First, his (abbreviated) version:
Steve the general contractor says the Shuttle disaster wasn't caused by faulty O-rings, but because they launched the shuttle when it was too cold. The O-rings were known not to be effective below 68 degrees. The contractor said "don't launch", Reagan said "Launch, I want a teacher in space for my state of the union speech". A too-cold rod that held the rocket in place snapped. The top of the rocket tilted out, the bottom tilted in and punctured the fuel tank. Boom. Disaster.

Steve says the shuttle launched that day with over 350 critical issues, any one of which would result in a complete loss of the vehicle. He says that today they only launch with 150 critical issues. Progress? He also said that NASA figured that they would lose 1 out of every 25 launches. In 27 years, they've only lost 2. Success?

Now the official version:
[Wikipedia] Disintegration of the entire vehicle began after an O-ring seal in its right solid rocket booster (SRB) failed at liftoff. The O-ring failure caused a breach in the SRB joint it sealed, allowing pressurized hot gas from within the solid rocket motor to reach the outside and impinge upon the adjacent SRB attachment hardware and external fuel tank. This led to the separation of the right-hand SRB's aft attachment and the structural failure of the external tank. Aerodynamic forces promptly broke up the orbiter.

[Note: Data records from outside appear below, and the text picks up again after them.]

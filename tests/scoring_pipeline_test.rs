use indoc::indoc;
use riskmap::{
    assessment_score, filter_scope, load_resources, parse_config, score_batch, AssessmentScope,
    ScoringEngine,
};
use std::fs;
use tempfile::TempDir;

const RECORDS: &str = r#"[
    {
        "assessment_id": "a-1",
        "workflow_id": "w-1",
        "service_type_id": "compute",
        "resource_id": "vm-1",
        "subscription_id": "sub-1",
        "role_instance_name": "web-0",
        "single_instance": false,
        "availability_set": true
    },
    {
        "assessment_id": "a-1",
        "workflow_id": "w-1",
        "service_type_id": "compute",
        "resource_id": "vm-2",
        "single_instance": true
    },
    {
        "assessment_id": "a-1",
        "workflow_id": "w-1",
        "service_type_id": "compute",
        "resource_id": "vm-3",
        "single_instance": true,
        "scale_set": true,
        "backup": true
    },
    {
        "assessment_id": "a-2",
        "workflow_id": "w-9",
        "service_type_id": "compute",
        "resource_id": "vm-other",
        "single_instance": false
    }
]"#;

const CONFIG: &str = indoc! {r#"
    max_score = 24.0

    [[criteria]]
    name = "Single Instance"
    priority = 4

    [[criteria]]
    name = "Availability Set"
    priority = 4

    [[criteria]]
    name = "Virtual Machine Scale Set"
    priority = 4

    [[criteria]]
    name = "Availability Zones"
    priority = 4

    [[criteria]]
    name = "Azure Backup"
    priority = 2
"#};

fn scope() -> AssessmentScope {
    AssessmentScope {
        assessment_id: "a-1".to_string(),
        workflow_id: "w-1".to_string(),
        service_type_id: "compute".to_string(),
    }
}

#[test]
fn scores_a_mixed_fleet_end_to_end() {
    let temp_dir = TempDir::new().unwrap();
    let records_path = temp_dir.path().join("resources.json");
    fs::write(&records_path, RECORDS).unwrap();

    let config = parse_config(CONFIG).unwrap();
    let catalog = config.catalog();
    let max_score = config.max_score.resolve(&catalog).unwrap();
    let engine = ScoringEngine::new(config.rules.clone(), max_score);

    let records = load_resources(&records_path).unwrap();
    assert_eq!(records.len(), 4);

    let resources = filter_scope(records, &scope());
    let ids: Vec<_> = resources.iter().map(|r| r.resource_id.as_str()).collect();
    assert_eq!(ids, vec!["vm-1", "vm-2", "vm-3"]);

    let results = score_batch(&engine, &catalog, &resources, true).unwrap();

    // vm-1: single-instance penalty + availability set = 8 -> 2/3
    assert_eq!(results[0].raw_score.value(), 8.0);
    assert!((results[0].score_percentage.value() - 2.0 / 3.0).abs() < 1e-9);
    // vm-2: clean
    assert_eq!(results[1].score_percentage.value(), 1.0);
    // vm-3: scale set (4) + backup (2) = 6 -> 0.75
    assert_eq!(results[2].raw_score.value(), 6.0);
    assert!((results[2].score_percentage.value() - 0.75).abs() < 1e-9);

    let assessment = assessment_score(&scope(), &config.assessment, &results).unwrap();
    let expected = (2.0 / 3.0 + 1.0 + 0.75) / 3.0;
    assert!((assessment.average_percentage.value() - expected).abs() < 1e-9);
    assert_eq!(assessment.assessment_id, "a-1");
}

#[test]
fn catalog_sum_ceiling_changes_the_normalization() {
    let config = parse_config(&CONFIG.replace("24.0", "\"catalog-sum\"")).unwrap();
    let catalog = config.catalog();
    // 4 + 4 + 4 + 4 + 2
    let max_score = config.max_score.resolve(&catalog).unwrap();
    assert_eq!(max_score, 18.0);

    let engine = ScoringEngine::new(config.rules.clone(), max_score);
    let resources = filter_scope(
        serde_json::from_str(RECORDS).unwrap(),
        &scope(),
    );

    let results = score_batch(&engine, &catalog, &resources, false).unwrap();
    assert!((results[0].score_percentage.value() - (1.0 - 8.0 / 18.0)).abs() < 1e-9);
}

#[test]
fn a_scope_with_no_resources_aggregates_to_an_error() {
    let config = parse_config(CONFIG).unwrap();
    let other_scope = AssessmentScope {
        assessment_id: "a-404".to_string(),
        workflow_id: "w-1".to_string(),
        service_type_id: "compute".to_string(),
    };

    let resources = filter_scope(serde_json::from_str(RECORDS).unwrap(), &other_scope);
    assert!(resources.is_empty());

    let err = assessment_score(&other_scope, &config.assessment, &[]).unwrap_err();
    assert_eq!(err, riskmap::ScoreError::EmptyInput);
}
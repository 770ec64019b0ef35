//! CLI command implementations.
//!
//! Each submodule handles one command: its configuration, validation,
//! and execution logic.
//!
//! Available commands:
//! - **score**: Score VM resources and aggregate an assessment result
//! - **init**: Initialize a new riskmap configuration file

pub mod init;
pub mod score;

pub use init::init_config;
pub use score::{handle_score, ScoreConfig};
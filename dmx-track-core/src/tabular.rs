//! Tabular (CSV) encoding of frame tables
//!
//! Layout:
//!
//! ```text
//! frame,light_0,light_1
//! 0,1,0
//! 1,0,0.5019607843137255
//! ```
//!
//! Values are written with the shortest representation that parses back to
//! the identical `f64`, so a table survives a write/read cycle exactly.

use crate::types::{is_normalized, FrameTable, PipelineError, Result};
use std::fs::{self, File};
use std::io::{BufReader, BufWriter, Read, Write};
use std::path::Path;
use tempfile::NamedTempFile;

/// Name of the leading index column
pub const FRAME_COLUMN: &str = "frame";

/// Encode a table to any writer
pub fn write_table<W: Write>(table: &FrameTable, writer: W) -> Result<()> {
    let mut csv_writer = csv::WriterBuilder::new()
        .delimiter(b',')
        .flexible(true)
        .from_writer(writer);

    let header = std::iter::once(FRAME_COLUMN).chain(table.channel_names.iter().map(String::as_str));
    csv_writer.write_record(header)?;

    let mut row = Vec::with_capacity(table.num_channels() + 1);
    for frame in &table.frames {
        row.clear();
        row.push(frame.index.to_string());
        row.extend(frame.values.iter().map(|v| v.to_string()));
        csv_writer.write_record(&row)?;
    }

    csv_writer.flush()?;
    Ok(())
}

/// Decode a table from any reader
///
/// Rows shorter than the header are kept as partial frames and logged; rows
/// wider than the header are a [`PipelineError::WidthMismatch`]. Values must
/// be finite and within [0.0, 1.0].
pub fn read_table<R: Read>(reader: R) -> Result<FrameTable> {
    let mut csv_reader = csv::ReaderBuilder::new()
        .has_headers(true)
        .flexible(true)
        .trim(csv::Trim::All)
        .from_reader(reader);

    let headers = csv_reader
        .headers()
        .map_err(|e| PipelineError::InvalidTable(format!("unreadable header: {}", e)))?
        .clone();

    let mut columns = headers.iter();
    match columns.next() {
        Some(FRAME_COLUMN) => {}
        other => {
            return Err(PipelineError::InvalidTable(format!(
                "expected leading '{}' column, found {:?}",
                FRAME_COLUMN, other
            )))
        }
    }

    let mut table = FrameTable::new(columns.map(str::to_string).collect())?;
    let width = table.num_channels();

    for record in csv_reader.records() {
        let record = record.map_err(|e| PipelineError::InvalidTable(e.to_string()))?;
        let line_number = record.position().map(|p| p.line() as usize).unwrap_or(0);

        let mut cells = record.iter();
        let index_cell = cells.next().unwrap_or_default();
        let index: usize = index_cell.parse().map_err(|_| {
            PipelineError::InvalidTable(format!(
                "line {}: frame index {:?} is not a non-negative integer",
                line_number, index_cell
            ))
        })?;
        if index != table.num_frames() {
            return Err(PipelineError::InvalidTable(format!(
                "line {}: frame index {} breaks the sequence (expected {})",
                line_number,
                index,
                table.num_frames()
            )));
        }

        let values = cells
            .map(|cell| match cell.parse::<f64>() {
                Ok(value) if is_normalized(value) => Ok(value),
                Ok(value) => Err(PipelineError::InvalidTable(format!(
                    "line {}: value {} is outside [0, 1]",
                    line_number, value
                ))),
                Err(_) => Err(PipelineError::InvalidTable(format!(
                    "line {}: value {:?} is not a number",
                    line_number, cell
                ))),
            })
            .collect::<Result<Vec<f64>>>()?;

        if values.len() > width {
            return Err(PipelineError::WidthMismatch {
                line_number,
                expected: width,
                actual: values.len(),
            });
        }
        if values.len() < width {
            log::warn!(
                "Frame {} carries {} of {} columns; missing channels will be skipped",
                index,
                values.len(),
                width
            );
        }

        table.push_unchecked(values);
    }

    Ok(table)
}

/// Write a table to a file, creating parent directories as needed
///
/// The file at `path` is replaced only once the whole table is on disk.
pub fn write_table_file(table: &FrameTable, path: &Path) -> Result<()> {
    persist_atomically(path, |file| write_table(table, BufWriter::new(file)))?;

    log::debug!(
        "Wrote {} frames x {} channels to {:?}",
        table.num_frames(),
        table.num_channels(),
        path
    );
    Ok(())
}

/// Write through a temporary sibling of `path`, renamed over it on success
///
/// If `write_fn` fails, `path` is left as it was and the temporary file is
/// removed.
pub(crate) fn persist_atomically<F>(path: &Path, write_fn: F) -> Result<()>
where
    F: FnOnce(&mut File) -> Result<()>,
{
    let parent = match path.parent().filter(|p| !p.as_os_str().is_empty()) {
        Some(parent) => {
            fs::create_dir_all(parent)?;
            parent
        }
        None => Path::new("."),
    };

    let mut temp = NamedTempFile::new_in(parent)?;
    write_fn(temp.as_file_mut())?;
    temp.as_file().sync_all()?;
    temp.persist(path).map_err(|e| e.error)?;
    Ok(())
}

/// Read a table from a file
pub fn read_table_file(path: &Path) -> Result<FrameTable> {
    let reader = BufReader::new(File::open(path)?);
    read_table(reader)
}
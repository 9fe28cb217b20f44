//! Pipeline configuration types
//!
//! Everything a run needs (paths, arity, scaling, policies) travels in an
//! explicit [`PipelineConfig`]. There is no process-wide state.

use serde::{Deserialize, Serialize};
use std::collections::BTreeMap;
use std::path::PathBuf;

/// Default number of channels in a source file
pub const DEFAULT_CHANNELS: usize = 64;

/// Default host frame rate (metadata only)
pub const DEFAULT_FRAME_RATE: f64 = 60.0;

/// Default multiplier from normalized intensity to host intensity units
pub const DEFAULT_SCALE_MULTIPLIER: f64 = 5000.0;

/// What the decoder does with a line containing a malformed token
#[derive(Debug, Clone, Copy, Default, PartialEq, Eq, Serialize, Deserialize)]
#[serde(rename_all = "kebab-case")]
pub enum ErrorPolicy {
    /// Stop at the first malformed token and discard the partial table
    #[default]
    Abort,
    /// Log the line, drop it, and keep decoding
    SkipLine,
}

/// Configuration for decoding raw channel-intensity lines
#[derive(Debug, Clone, Serialize, Deserialize)]
pub struct DecodeConfig {
    /// Number of tokens every data line must carry
    #[serde(default = "default_channels")]
    pub expected_arity: usize,

    /// Malformed token handling
    #[serde(default)]
    pub error_policy: ErrorPolicy,

    /// Optional explicit channel names (default: `light_<i>`)
    #[serde(default)]
    pub channel_names: Option<Vec<String>>,
}

fn default_channels() -> usize {
    DEFAULT_CHANNELS
}

fn default_frame_rate() -> f64 {
    DEFAULT_FRAME_RATE
}

fn default_multiplier() -> f64 {
    DEFAULT_SCALE_MULTIPLIER
}

impl Default for DecodeConfig {
    fn default() -> Self {
        Self {
            expected_arity: DEFAULT_CHANNELS,
            error_policy: ErrorPolicy::Abort,
            channel_names: None,
        }
    }
}

impl DecodeConfig {
    /// Create a decode configuration for the given channel count
    pub fn new(expected_arity: usize) -> Self {
        Self {
            expected_arity,
            ..Self::default()
        }
    }

    /// Builder method: set the malformed token policy
    pub fn with_error_policy(mut self, policy: ErrorPolicy) -> Self {
        self.error_policy = policy;
        self
    }

    /// Builder method: supply explicit channel names
    pub fn with_channel_names(mut self, names: Vec<String>) -> Self {
        self.channel_names = Some(names);
        self
    }
}

/// Scale multiplier applied to normalized values when building keyframes
#[derive(Debug, Clone, PartialEq, Serialize, Deserialize)]
pub struct ScaleConfig {
    /// Run-wide multiplier
    #[serde(default = "default_multiplier")]
    pub multiplier: f64,

    /// Per-channel overrides keyed by channel index
    #[serde(default)]
    pub overrides: BTreeMap<usize, f64>,
}

impl Default for ScaleConfig {
    fn default() -> Self {
        Self {
            multiplier: DEFAULT_SCALE_MULTIPLIER,
            overrides: BTreeMap::new(),
        }
    }
}

impl ScaleConfig {
    pub fn new(multiplier: f64) -> Self {
        Self {
            multiplier,
            overrides: BTreeMap::new(),
        }
    }

    /// Builder method: override the multiplier for one channel
    pub fn with_override(mut self, channel_index: usize, multiplier: f64) -> Self {
        self.overrides.insert(channel_index, multiplier);
        self
    }

    /// Multiplier in effect for a channel
    pub fn multiplier_for(&self, channel_index: usize) -> f64 {
        self.overrides
            .get(&channel_index)
            .copied()
            .unwrap_or(self.multiplier)
    }
}

/// Configuration for one end-to-end pipeline run
#[derive(Debug, Clone, Serialize, Deserialize)]
pub struct PipelineConfig {
    /// Raw channel-intensity source file
    pub source_path: PathBuf,

    /// Tabular cache file derived from the source
    pub cache_path: PathBuf,

    #[serde(default)]
    pub decode: DecodeConfig,

    #[serde(default)]
    pub scale: ScaleConfig,

    /// Host frame rate; carried through to sinks, never used for resampling
    #[serde(default = "default_frame_rate")]
    pub frame_rate: f64,

    /// Regenerate the cache even when it is fresh
    #[serde(default)]
    pub bypass_cache: bool,

    /// Build keyframe sequences for all channels in parallel
    #[serde(default)]
    pub parallel: bool,
}

impl PipelineConfig {
    /// Create a pipeline configuration with default settings
    pub fn new(source_path: impl Into<PathBuf>, cache_path: impl Into<PathBuf>) -> Self {
        Self {
            source_path: source_path.into(),
            cache_path: cache_path.into(),
            decode: DecodeConfig::default(),
            scale: ScaleConfig::default(),
            frame_rate: DEFAULT_FRAME_RATE,
            bypass_cache: false,
            parallel: false,
        }
    }

    /// Builder method: set the channel count
    pub fn with_channels(mut self, channels: usize) -> Self {
        self.decode.expected_arity = channels;
        self
    }

    /// Builder method: set the malformed token policy
    pub fn with_error_policy(mut self, policy: ErrorPolicy) -> Self {
        self.decode.error_policy = policy;
        self
    }

    /// Builder method: set the run-wide scale multiplier
    pub fn with_scale_multiplier(mut self, multiplier: f64) -> Self {
        self.scale.multiplier = multiplier;
        self
    }

    /// Builder method: set the frame rate metadata
    pub fn with_frame_rate(mut self, frame_rate: f64) -> Self {
        self.frame_rate = frame_rate;
        self
    }

    /// Builder method: force cache regeneration
    pub fn with_cache_bypass(mut self, bypass: bool) -> Self {
        self.bypass_cache = bypass;
        self
    }

    /// Builder method: enable parallel keyframe construction
    pub fn with_parallel(mut self, parallel: bool) -> Self {
        self.parallel = parallel;
        self
    }
}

The Rogers Commission found that NASA's organizational culture and decision-making processes had been a key contributing factor to the accident. NASA managers had known that contractor Morton Thiokol's design of the SRBs contained a potentially catastrophic flaw in the O-rings since 1977, but they failed to address it properly. They also disregarded warnings from engineers about the dangers of launching posed by the cold temperatures of that morning and had failed to adequately report these technical concerns to their superiors.

Thiokol engineers argued that if the O-rings were colder than 53 °F (12 °C), they did not have enough data to determine whether the joint would seal properly. This was an important consideration, since the SRB O-rings had been designated as a "Criticality 1" component—meaning that there was no backup if both the primary and secondary O-rings failed, and their failure would destroy the Orbiter and its crew.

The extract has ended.